Giustizia

Demolisce la legnaia sul terreno della sorella: pena di 1 anno e 4 mesi

«È stato un equivoco» si è difeso l'imputato, che aveva smantellato il manufatto due giorni dopo il rogito che definiva le proprietà esclusive dei fratelli su un lotto ereditato dal padre

VAL DI FASSA. Un sessantenne fassano è stato condannato in abbreviato a un anno e 4 mesi per aver demolito la legnaia sul terreno della sorella. «È stato un equivoco» si è difeso l'imputato, che aveva smantellato il manufatto due giorni dopo il rogito che definiva le proprietà esclusive dei fratelli su un lotto ereditato dal padre.

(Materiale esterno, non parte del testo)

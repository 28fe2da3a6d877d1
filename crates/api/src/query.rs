//! Queries - read-only access to document state.
//!
//! Queries allow inspecting a document without modifying it, e.g. to look
//! up the ids of what a script just created before issuing more commands.

use crate::Target;
use glam::DVec2;
use node::{Border, Color, Container, Frame, Node, NodeId, NodeKind, PageId, ShapeType};
use scene_graph::{Document, Page};
use serde::{Deserialize, Serialize};

/// A query for document state (read-only).
#[derive(Clone, Debug, Serialize, Deserialize)]
#[serde(tag = "type", rename_all = "snake_case")]
pub enum Query {
    /// Get the ids of the current selection.
    GetSelection,

    /// Get the numbered "Selected layers" report lines.
    GetSelectedLayers,

    /// Get all pages, in order.
    GetPages,

    /// Get a specific node by ID.
    GetNode { id: NodeId },

    /// Get nodes matching a target.
    GetNodes {
        #[serde(default)]
        target: Target,
    },

    /// Get the direct children of a container (default: the selected page).
    GetChildren {
        #[serde(default, skip_serializing_if = "Option::is_none")]
        container: Option<Container>,
    },

    /// Get the number of nodes in the document.
    GetNodeCount,

    /// Get the bounding box of a container's direct children.
    GetBounds {
        #[serde(default, skip_serializing_if = "Option::is_none")]
        container: Option<Container>,
    },
}

/// Response to a query.
#[derive(Clone, Debug, Serialize, Deserialize)]
#[serde(tag = "type", rename_all = "snake_case")]
pub enum QueryResult {
    /// Selection result.
    Selection { ids: Vec<NodeId> },

    /// Report lines.
    Lines { lines: Vec<String> },

    /// Pages result.
    Pages { pages: Vec<PageInfo> },

    /// Nodes result.
    Nodes { nodes: Vec<NodeInfo> },

    /// Single node result.
    Node { node: Option<NodeInfo> },

    /// Bounds result. Empty containers have no bounds.
    Bounds {
        min: Option<DVec2>,
        max: Option<DVec2>,
    },

    /// Count result.
    Count { count: usize },

    /// Error result.
    Error { message: String },
}

impl QueryResult {
    pub fn error(message: impl Into<String>) -> Self {
        Self::Error {
            message: message.into(),
        }
    }
}

/// Serializable node information.
#[derive(Clone, Debug, PartialEq, Serialize, Deserialize)]
pub struct NodeInfo {
    pub id: NodeId,
    pub name: String,
    pub kind: NodeInfoKind,
    pub frame: Frame,
    #[serde(default, skip_serializing_if = "Option::is_none")]
    pub parent: Option<Container>,
    #[serde(default, skip_serializing_if = "Vec::is_empty")]
    pub fills: Vec<Color>,
    #[serde(default, skip_serializing_if = "Vec::is_empty")]
    pub borders: Vec<Border>,
    #[serde(default, skip_serializing_if = "Vec::is_empty")]
    pub children: Vec<NodeId>,
}

/// Node kind as reported by queries.
#[derive(Clone, Copy, Debug, PartialEq, Eq, Serialize, Deserialize)]
#[serde(rename_all = "snake_case")]
pub enum NodeInfoKind {
    Artboard,
    Shape(ShapeType),
}

impl NodeInfo {
    /// Snapshot a node together with its place in the document.
    pub fn from_document(doc: &Document, node: &Node) -> Self {
        let (kind, fills, borders) = match &node.kind {
            NodeKind::Artboard => (NodeInfoKind::Artboard, Vec::new(), Vec::new()),
            NodeKind::Shape { shape_type, style } => (
                NodeInfoKind::Shape(*shape_type),
                style.fills().to_vec(),
                style.borders().to_vec(),
            ),
        };
        let children = if node.is_artboard() {
            doc.children(node.id).map(<[NodeId]>::to_vec).unwrap_or_default()
        } else {
            Vec::new()
        };

        Self {
            id: node.id,
            name: node.display_name(),
            kind,
            frame: node.frame,
            parent: doc.parent(node.id),
            fills,
            borders,
            children,
        }
    }
}

/// Serializable page information.
#[derive(Clone, Debug, PartialEq, Serialize, Deserialize)]
pub struct PageInfo {
    pub id: PageId,
    pub name: String,
    pub selected: bool,
    pub children: Vec<NodeId>,
}

impl PageInfo {
    pub fn from_page(doc: &Document, page: &Page) -> Self {
        Self {
            id: page.id(),
            name: page.name().to_string(),
            selected: doc.selected_page().map(Page::id) == Some(page.id()),
            children: page.children().to_vec(),
        }
    }
}
//! Target specification for commands.
//!
//! Commands need to specify which nodes they operate on.
//! This module defines flexible targeting that works with
//! the current selection, specific IDs, or queries.

use node::{Container, NodeId, ShapeType};
use serde::{Deserialize, Serialize};

/// Specifies which nodes a command targets.
#[derive(Clone, Debug, Default, Serialize, Deserialize)]
#[serde(rename_all = "snake_case")]
pub enum Target {
    /// The current selection (most common for user actions).
    #[default]
    Selection,

    /// Specific node by ID.
    Node(NodeId),

    /// Multiple specific nodes by ID.
    Nodes(Vec<NodeId>),

    /// Every node on the selected page, depth first.
    All,

    /// Nodes matching a query.
    Query(NodeQuery),
}

impl From<NodeId> for Target {
    fn from(id: NodeId) -> Self {
        Self::Node(id)
    }
}

impl From<Vec<NodeId>> for Target {
    fn from(ids: Vec<NodeId>) -> Self {
        Self::Nodes(ids)
    }
}

/// Query to find nodes by properties. Queries search every page.
#[derive(Clone, Debug, Serialize, Deserialize)]
#[serde(rename_all = "snake_case")]
pub enum NodeQuery {
    /// Nodes with exactly this name.
    ByName(String),

    /// Shapes of a specific type.
    ByShapeType(ShapeType),

    /// All artboards.
    Artboards,

    /// Direct children of a page or artboard.
    ChildrenOf(Container),
}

Per l'accusa, invece, l'uomo con la sua condotta altro non ha fatto che inanellare una serie di reati: danneggiamento, furto e violenza privata. La pena chiesta dalla procura per il solo furto è stata accolta dal giudice.

L'imputato, assistito dall'avvocato Luca Maria Conti, dovrà risarcire la sorella con 3mila euro. Il manufatto, come emerso dagli atti, era in legno, adibito a ricovero attrezzi, utilizzato dall'imputato ma non via esclusiva prima della suddivisione del terreno. Quando però è avvenuto il fatto, nel giugno 2023, quella parte del lotto era divenuta di proprietà esclusiva della sorella.

La donna, costituitasi parte civile con l'avvocato Luca Talmon, aveva evidenziato come l'azione dell'uomo fosse stata solo a scopo di danneggiare il manufatto, per farle un dispetto.